使用属性设置器方法 Element.attr(String key, String value) 和 Elements.attr(String key, String value)。
如果需要修改元素的 class 属性，请使用 Element.addClass(String className) 和 Element.removeClass(String className) 方法。
Elements 集合具有批量属性和类方法。如：要向 div 中的每个 a 元素添加 rel="nofollow" 属性：

doc.select("div.comments a").attr("rel", "nofollow");

设置元素的 HTML

使用 Element HTML 设置方法：

Element.html(String html) 清除元素已存在的内部 HTML，并将其替换为已解析的 HTML。
Element.prepend(String first) 和 Element.append(String last) 往元素的内部 HTML 开始或结束位置增加 HTML。
Element.wrap(String around) 将HTML包装在元素的外部HTML周围。
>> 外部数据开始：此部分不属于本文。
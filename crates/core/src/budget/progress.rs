//! Budget progress evaluation.

use chrono::NaiveDate;
use rust_decimal::Decimal;

use super::types::{BudgetProgress, BudgetSnapshot, BudgetStatus};

/// Ratio above which a budget is in the warning band (0.8).
pub const WARNING_RATIO: Decimal = Decimal::from_parts(8, 0, 0, false, 1);

/// Unclamped `spent / total`; zero when `total` is zero.
#[must_use]
pub fn spend_ratio(total_amount: Decimal, spent_amount: Decimal) -> Decimal {
    if total_amount.is_zero() {
        Decimal::ZERO
    } else {
        spent_amount / total_amount
    }
}

/// Unclamped spend percentage; zero when `total` is zero.
#[must_use]
pub fn raw_percentage(total_amount: Decimal, spent_amount: Decimal) -> Decimal {
    spend_ratio(total_amount, spent_amount) * Decimal::ONE_HUNDRED
}

/// Display percentage: `min(spent / total * 100, 100)`, or zero for a zero total.
#[must_use]
pub fn compute_percentage(total_amount: Decimal, spent_amount: Decimal) -> Decimal {
    raw_percentage(total_amount, spent_amount).min(Decimal::ONE_HUNDRED)
}

/// Classifies a budget. First match wins:
///
/// 1. `end_date < today` is `Ended`
/// 2. `spent > total > 0` is `Over`
/// 3. `spent / total > 0.8` with `total > 0` is `Warning`
/// 4. anything else is `OnTrack`
///
/// A zero total never leaves `OnTrack` (unless ended), even with positive spend.
#[must_use]
pub fn classify_status(
    total_amount: Decimal,
    spent_amount: Decimal,
    end_date: NaiveDate,
    today: NaiveDate,
) -> BudgetStatus {
    if end_date < today {
        return BudgetStatus::Ended;
    }

    if total_amount > Decimal::ZERO {
        if spent_amount > total_amount {
            return BudgetStatus::Over;
        }
        if spend_ratio(total_amount, spent_amount) > WARNING_RATIO {
            return BudgetStatus::Warning;
        }
    }

    BudgetStatus::OnTrack
}

impl BudgetProgress {
    /// Evaluates a budget snapshot as of `today`.
    #[must_use]
    pub fn evaluate(budget: &BudgetSnapshot, today: NaiveDate) -> Self {
        let raw = raw_percentage(budget.total_amount, budget.spent_amount);

        Self {
            percentage: raw.min(Decimal::ONE_HUNDRED),
            raw_percentage: raw,
            remaining: budget.total_amount - budget.spent_amount,
            status: classify_status(
                budget.total_amount,
                budget.spent_amount,
                budget.end_date,
                today,
            ),
            is_active: budget.contains_date(today),
        }
    }

    /// Copy with percentages rounded to two decimal places for presentation.
    #[must_use]
    pub fn rounded(self) -> Self {
        Self {
            percentage: self.percentage.round_dp(2),
            raw_percentage: self.raw_percentage.round_dp(2),
            ..self
        }
    }
}

#[cfg(test)]
mod tests {
    use super::*;
    use chrono::Duration;
    use rust_decimal_macros::dec;

    fn today() -> NaiveDate {
        NaiveDate::from_ymd_opt(2026, 3, 15).unwrap()
    }

    fn snapshot(total: Decimal, spent: Decimal, end: NaiveDate) -> BudgetSnapshot {
        BudgetSnapshot {
            total_amount: total,
            spent_amount: spent,
            start_date: today() - Duration::days(1),
            end_date: end,
        }
    }

    #[test]
    fn test_warning_ratio_constant() {
        assert_eq!(WARNING_RATIO, dec!(0.8));
    }

    #[test]
    fn test_seventy_five_percent_on_track() {
        let budget = snapshot(dec!(200.00), dec!(150.00), today() + Duration::days(30));
        let progress = BudgetProgress::evaluate(&budget, today());

        assert_eq!(progress.percentage, dec!(75));
        assert_eq!(progress.raw_percentage, dec!(75));
        assert_eq!(progress.remaining, dec!(50.00));
        assert_eq!(progress.status, BudgetStatus::OnTrack);
        assert!(progress.is_active);
    }

    #[test]
    fn test_over_budget_clamps_display_only() {
        let budget = snapshot(dec!(100.00), dec!(120.00), today() + Duration::days(30));
        let progress = BudgetProgress::evaluate(&budget, today());

        assert_eq!(progress.percentage, dec!(100));
        assert_eq!(progress.raw_percentage, dec!(120));
        assert_eq!(progress.remaining, dec!(-20.00));
        assert_eq!(progress.status, BudgetStatus::Over);
    }

    #[test]
    fn test_minimal_total_zero_spend() {
        let budget = snapshot(dec!(0.01), dec!(0.00), today() + Duration::days(30));
        let progress = BudgetProgress::evaluate(&budget, today());

        assert_eq!(progress.percentage, Decimal::ZERO);
        assert_eq!(progress.status, BudgetStatus::OnTrack);
    }

    #[test]
    fn test_ended_takes_precedence() {
        let budget = snapshot(dec!(100.00), dec!(50.00), today() - Duration::days(1));
        let progress = BudgetProgress::evaluate(&budget, today());

        assert_eq!(progress.status, BudgetStatus::Ended);
        assert!(!progress.is_active);
    }

    #[test]
    fn test_zero_total_with_spend_is_not_over() {
        assert_eq!(compute_percentage(dec!(0), dec!(500)), Decimal::ZERO);
        assert_eq!(
            classify_status(dec!(0), dec!(500), today(), today()),
            BudgetStatus::OnTrack
        );
    }

    #[test]
    fn test_last_day_is_not_ended() {
        assert_eq!(
            classify_status(dec!(100), dec!(10), today(), today()),
            BudgetStatus::OnTrack
        );
    }

    #[test]
    fn test_future_budget_is_not_active() {
        let budget = BudgetSnapshot {
            total_amount: dec!(100),
            spent_amount: dec!(0),
            start_date: today() + Duration::days(1),
            end_date: today() + Duration::days(10),
        };
        let progress = BudgetProgress::evaluate(&budget, today());

        assert!(!progress.is_active);
        assert_eq!(progress.status, BudgetStatus::OnTrack);
    }

    #[test]
    fn test_rounded_for_display() {
        let budget = snapshot(dec!(3), dec!(1), today());
        let progress = BudgetProgress::evaluate(&budget, today()).rounded();

        assert_eq!(progress.percentage, dec!(33.33));
        assert_eq!(progress.raw_percentage, dec!(33.33));
    }

    #[test]
    fn test_status_serializes_screaming_snake() {
        let json = serde_json::to_string(&BudgetStatus::OnTrack).unwrap();
        assert_eq!(json, "\"ON_TRACK\"");
        assert_eq!(BudgetStatus::OnTrack.to_string(), "ON TRACK");
    }
}
pub mod ride;
pub mod user;

pub use ride::{Provider, RideEstimate, Trip, TripRequest};
pub use user::{ConnectedAccount, ConnectedAccounts, Preferences, SavedLocation, UserRecord};
pub mod cloudflare;
pub mod memory;

use crate::error::Result;
use async_trait::async_trait;

/// Minimal key-value contract shared by Workers KV and the in-memory store.
#[async_trait]
pub trait KvStore: Send + Sync {
    async fn get(&self, key: &str) -> Result<Option<String>>;

    /// Stores `value`; `ttl_secs` makes the entry expire.
    async fn put(&self, key: &str, value: String, ttl_secs: Option<u64>) -> Result<()>;

    async fn delete(&self, key: &str) -> Result<()>;
}

pub fn user_key(user_id: &str) -> String {
    format!("user:{}", user_id)
}
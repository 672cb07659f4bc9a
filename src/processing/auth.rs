use crate::{
    crypto::token::{self, SessionClaims, SESSION_TTL_SECS},
    error::{ApiError, Result},
    proxy::UpstreamRequest,
    state::AppState,
};
use axum::http::{header, HeaderMap};
use chrono::Utc;
use serde::Deserialize;
use tracing::warn;

pub const AUTH_COOKIE: &str = "auth_token";
pub const GOOGLE_TOKENINFO_URL: &str = "https://oauth2.googleapis.com/tokeninfo";

/// Claims returned by Google's `tokeninfo` endpoint.
#[derive(Debug, Clone, Deserialize)]
pub struct GoogleIdentity {
    pub sub: String,
    #[serde(default)]
    pub email: String,
    #[serde(default)]
    pub name: String,
    #[serde(default)]
    pub picture: Option<String>,
    #[serde(default)]
    pub aud: String,
}

#[derive(Deserialize)]
struct TokenInfo {
    #[serde(default)]
    error: Option<String>,
    #[serde(flatten)]
    identity: Option<GoogleIdentity>,
}

pub async fn verify_google_credential(state: &AppState, credential: &str) -> Result<GoogleIdentity> {
    let client_id = state.config.google_client_id.as_deref().ok_or_else(|| {
        ApiError::ConfigError("Missing GOOGLE_CLIENT_ID secret in Worker env".into())
    })?;

    let url = url::Url::parse_with_params(GOOGLE_TOKENINFO_URL, &[("id_token", credential)])
        .map_err(|e| ApiError::Internal(format!("Failed to build tokeninfo URL: {}", e)))?;
    let response = state
        .upstream
        .send(UpstreamRequest::get(url.to_string()))
        .await?;

    let invalid = || ApiError::Unauthorized("Invalid Google token".into());
    let info: TokenInfo = response.json().map_err(|_| invalid())?;
    if let Some(error) = info.error {
        warn!(error = %error, "Google rejected credential");
        return Err(invalid());
    }
    let identity = info.identity.ok_or_else(invalid)?;
    if identity.aud != client_id {
        warn!(aud = %identity.aud, "Google credential issued for another client");
        return Err(invalid());
    }

    Ok(identity)
}

pub fn issue_session(state: &AppState, identity: &GoogleIdentity) -> Result<String> {
    let claims = SessionClaims::new(&identity.sub, &identity.email, &identity.name, Utc::now());
    token::issue(&claims, state.config.jwt_secret()?)
}

pub fn verify_session(state: &AppState, token: &str) -> Result<SessionClaims> {
    token::verify(token, state.config.jwt_secret()?, Utc::now())
}

pub fn session_cookie(token: &str) -> String {
    format!(
        "{}={}; HttpOnly; Secure; SameSite=Strict; Max-Age={}; Path=/",
        AUTH_COOKIE, token, SESSION_TTL_SECS
    )
}

pub fn cleared_cookie() -> String {
    format!(
        "{}=; HttpOnly; Secure; SameSite=Strict; Max-Age=0; Path=/",
        AUTH_COOKIE
    )
}

/// First cookie named `name` across all `Cookie` headers.
pub fn cookie_value<'a>(headers: &'a HeaderMap, name: &str) -> Option<&'a str> {
    headers
        .get_all(header::COOKIE)
        .iter()
        .filter_map(|value| value.to_str().ok())
        .flat_map(|cookies| cookies.split(';'))
        .filter_map(|pair| pair.trim().split_once('='))
        .find(|(key, _)| *key == name)
        .map(|(_, value)| value)
}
Element div = doc.select("div").first(); // <div></div>
div.html("<p>lorem ipsum</p>"); // <div><p>lorem ipsum</p></div>
div.prepend("<p>First</p>");
div.append("<p>Last</p>");
// now: <div><p>First</p><p>lorem ipsum</p><p>Last</p></div>

Element span = doc.select("span").first(); // <span>One</span>
span.wrap("<li><a href='http://example.com/'></a></li>");
// now: <li><a href="http://example.com"><span>One</span></a></li>

设置元素的文本内容

使用 Element 文本设置方法

Element.text(String text) 清除元素中所有已存在的内部 HTML，并将其替换为提供的文本。
Element.prepend(String first) 和 Element.append(String last) 往元素的内部 HTML 开始或结束位置增加文本节点。

Element div = doc.select("div").first(); // <div></div>
div.text("five > four"); // <div>five &gt; four</div>
div.prepend("First ");
div.append(" Last");
// now: <div>First five &gt; four Last</div>

清除 HTML

将 jsoup HTML Cleaner 与 Whitelist 指定的配置一起使用。

String unsafe = 
  "<p><a href='http://example.com/' onclick='stealCookies()'>Link</a></p>";
String safe = Jsoup.clean(unsafe, Whitelist.basic());
// now: <p><a href="http://example.com/" rel="nofollow">Link</a></p>